You know some old saying about how the goose and gander have compatible ports, or something like that.
But what did they accomplish?
So they created a website that held exactly the same content; did they then remove that site after the DMCA notice took down the “original”? Otherwise all those complaints about BuildTeam are still there in the web and should be found by Google’s crawler.
They’ve effectively doubled the instances of the complaints on the web.
Re: But what did they accomplish?
Once they get the original content taken down, I don’t think they care about keeping their copy up any longer.
The purpose was censorship. Mission accomplished. Everyone happy.
Copyright did what it is intended to do (these days).
Re: But what did they accomplish?
The site probably has a robots.txt to prevent any content from being index, so it won’t show up in any search results.
If IP extremists really cared for artist they would be demanding more protections for artists that have their works falsely taken down. Instead they only demand laws that help distributors at the expense of both artists and the public.
BuildTeam / Bust team
Sounds to me like a company not to go to if you need any building work done in the UK
'Working as intended'
If only there was some penalty for fraudulently using the law to censor stuff you don’t like…
Oh right, there is no penalty because that’s not how it was written, it’s meant to be so completely one sided that there’s only incentive to remove, never incentive to keep something up, and making a takedown claim carries no risk while contesting it very much does.
Hmm, Google pulls down this British thing without blinking, but says no way to something else in the article directly above this one.
Doesn’t add up, does it?
Honeypot, anyone?
"I'm less offended that you lied as I am that you think I'm stupid enough to believe you."
BuildTeam denies having anything to do with Ashraf, Bush, the bogus website, or its bogus DMCA takedown notice — a statement that deserves no more credibility than “Douglas Bush” himself.
Yes, of course, clearly some random guy in Pakistan just one day decided to fraudulently copy a comment that BuildTeam had been harassing the poster to take down for the sole purpose of fraudulently claiming that he had written it and demanding it’s removal. Makes perfect sense.
They may have plausible deniability in that it’s likely impossible to prove a connection between them and the fraud, but they most certainly don’t have believable deniability, as to imagine that the events that occurred were just ‘coincidental’ in achieving exactly what they wanted but had been unable to gain beforehand stretches probability well beyond the breaking point.

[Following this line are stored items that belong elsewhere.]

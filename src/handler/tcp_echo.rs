use super::{HandlerError, MessageType, OutcomeSink, RequestHandler, Target};
use async_trait::async_trait;
use std::io;
use std::time::Duration;
use tokio::io::{AsyncReadExt, AsyncWriteExt};
use tokio::net::TcpStream;
use tokio::time::timeout;
use tracing::debug;

/// Method label recorded for every echo request
pub const ECHO_METHOD: &str = "echo";

/// Largest frame payload accepted in either direction
pub const MAX_FRAME_LEN: usize = 16 * 1024 * 1024;

/// TCP request/echo handler.
///
/// Each request writes one length-prefixed frame (4 byte little-endian
/// length, then payload) and waits for the peer to send a frame back. The
/// measured latency covers the full exchange; received bytes include the
/// reply's length prefix. A failed exchange drops the connection and the next
/// request reconnects as part of its own measured attempt.
pub struct TcpEchoHandler {
    payload: Vec<u8>,
    timeout: Duration,
    address: Option<String>,
    stream: Option<TcpStream>,
    sink: Option<OutcomeSink>,
}

impl TcpEchoHandler {
    /// Create a handler sending `payload_size` byte frames, bounding each
    /// connect and exchange by `timeout`
    pub fn new(payload_size: usize, timeout: Duration) -> Self {
        Self {
            payload: (0..payload_size).map(|i| (i % 251) as u8).collect(),
            timeout,
            address: None,
            stream: None,
            sink: None,
        }
    }

    /// Accepts `host:port` or `tcp://host:port`
    fn parse_address(target: &Target) -> Result<String, HandlerError> {
        let address = target
            .url
            .strip_prefix("tcp://")
            .unwrap_or(&target.url)
            .trim_end_matches('/');

        match address.rsplit_once(':') {
            Some((host, port)) if !host.is_empty() && port.parse::<u16>().is_ok() => {
                Ok(address.to_string())
            }
            _ => Err(HandlerError::InvalidTarget(target.url.clone())),
        }
    }

    async fn connect(address: &str, limit: Duration) -> Result<TcpStream, HandlerError> {
        let stream = match timeout(limit, TcpStream::connect(address)).await {
            Ok(Ok(stream)) => stream,
            Ok(Err(source)) => {
                return Err(HandlerError::Connect {
                    target: address.to_string(),
                    source,
                })
            }
            Err(_) => return Err(HandlerError::Timeout(limit)),
        };
        stream.set_nodelay(true)?;
        Ok(stream)
    }

    async fn exchange(
        stream: &mut TcpStream,
        payload: &[u8],
        limit: Duration,
    ) -> Result<u64, HandlerError> {
        let round_trip = async {
            let len = u32::try_from(payload.len()).map_err(|_| {
                io::Error::new(io::ErrorKind::InvalidInput, "payload exceeds u32 frame length")
            })?;
            stream.write_all(&len.to_le_bytes()).await?;
            stream.write_all(payload).await?;
            stream.flush().await?;

            let mut len_bytes = [0u8; 4];
            stream.read_exact(&mut len_bytes).await?;
            let reply_len = u32::from_le_bytes(len_bytes) as usize;
            if reply_len > MAX_FRAME_LEN {
                return Err(io::Error::new(
                    io::ErrorKind::InvalidData,
                    format!("reply too large: {} bytes", reply_len),
                ));
            }

            let mut reply = vec![0u8; reply_len];
            stream.read_exact(&mut reply).await?;
            Ok::<u64, io::Error>((reply_len + len_bytes.len()) as u64)
        };

        match timeout(limit, round_trip).await {
            Ok(Ok(bytes)) => Ok(bytes),
            Ok(Err(e)) => Err(HandlerError::Io(e)),
            Err(_) => Err(HandlerError::Timeout(limit)),
        }
    }
}

#[async_trait]
impl RequestHandler for TcpEchoHandler {
    async fn init(&mut self, target: &Target, sink: OutcomeSink) -> Result<(), HandlerError> {
        if self.payload.len() > MAX_FRAME_LEN {
            return Err(HandlerError::PayloadTooLarge {
                size: self.payload.len(),
                max: MAX_FRAME_LEN,
            });
        }
        let address = Self::parse_address(target)?;
        let stream = Self::connect(&address, self.timeout).await?;
        debug!("Connected echo handler to {}", address);

        self.address = Some(address);
        self.stream = Some(stream);
        self.sink = Some(sink);
        Ok(())
    }

    async fn on_request(&mut self) -> Result<(), HandlerError> {
        let sink = self.sink.clone().ok_or(HandlerError::NotInitialized)?;

        let result = sink
            .measure(MessageType::TCP, ECHO_METHOD, async {
                if self.stream.is_none() {
                    let address = self.address.as_deref().ok_or(HandlerError::NotInitialized)?;
                    self.stream = Some(Self::connect(address, self.timeout).await?);
                }
                let stream = self.stream.as_mut().ok_or(HandlerError::NotInitialized)?;
                Self::exchange(stream, &self.payload, self.timeout).await
            })
            .await;

        if result.is_err() {
            self.stream = None;
        }
        result.map(|_| ())
    }

    async fn release(&mut self) {
        if let Some(mut stream) = self.stream.take() {
            let _ = stream.shutdown().await;
        }
        self.sink = None;
    }

    fn name(&self) -> &'static str {
        "tcp-echo"
    }
}

#[cfg(test)]
mod tests {
    use super::*;

    #[test]
    fn test_parse_address() {
        let plain = Target::new("127.0.0.1:9000");
        assert_eq!(TcpEchoHandler::parse_address(&plain).unwrap(), "127.0.0.1:9000");

        let scheme = Target::new("tcp://localhost:7/");
        assert_eq!(TcpEchoHandler::parse_address(&scheme).unwrap(), "localhost:7");

        assert!(TcpEchoHandler::parse_address(&Target::new("localhost")).is_err());
        assert!(TcpEchoHandler::parse_address(&Target::new(":80")).is_err());
        assert!(TcpEchoHandler::parse_address(&Target::new("host:http")).is_err());
    }

    #[tokio::test]
    async fn test_request_before_init() {
        let mut handler = TcpEchoHandler::new(8, Duration::from_millis(100));
        assert!(matches!(
            handler.on_request().await,
            Err(HandlerError::NotInitialized)
        ));
        handler.release().await;
        handler.release().await;
    }

    #[tokio::test]
    async fn test_oversized_payload_rejected_before_connecting() {
        let (tx, _rx) = tokio::sync::mpsc::channel(1);
        let mut handler = TcpEchoHandler::new(MAX_FRAME_LEN + 1, Duration::from_millis(100));
        let result = handler
            .init(&Target::new("127.0.0.1:9"), OutcomeSink::new(tx))
            .await;
        assert!(matches!(
            result,
            Err(HandlerError::PayloadTooLarge { size, max }) if size == MAX_FRAME_LEN + 1 && max == MAX_FRAME_LEN
        ));
    }
}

Nothing like committing intentional fraud to hide your businesses shoddy work.
Chicken
The trouble is not Buildteam and their hirelings but companies like Mumsnet which cave in without a fight.
Re: Chicken
Depends on whether or not they have the money to fight back. It’s hard to fault a small company for caving if fighting back will bankrupt them, even if by giving in once they make it more likely that they’ll get the same treatment later on. If a large company does it though… yeah, they deserve to be called out on their stupidity and the fact that doing so just emboldens those sending out the threat/shakedown letters.
Re: Chicken
Erm, no. The problem is a system that allows things like this to go unchallenged:
“BuildTeam decided to start harassing Narey at her home, showing up with printouts of the negative review and asking for it to be taken down”
You’re honestly saying that the person who was being personally harassed (after putting up a fight, btw) is the problem and not the people who decided to do such over a bad review?
Re: Re: Chicken
The response to harassment like that seems simple enough, and potentially funny too.
“You have until I make it to the control box for the sprinkler system before you get soaked. There will be no warning if you do this again.”
Whatever just hates it when due process is enforced.
Forget
Can we invoke BuildTeam’s right to be forgotten…utterly?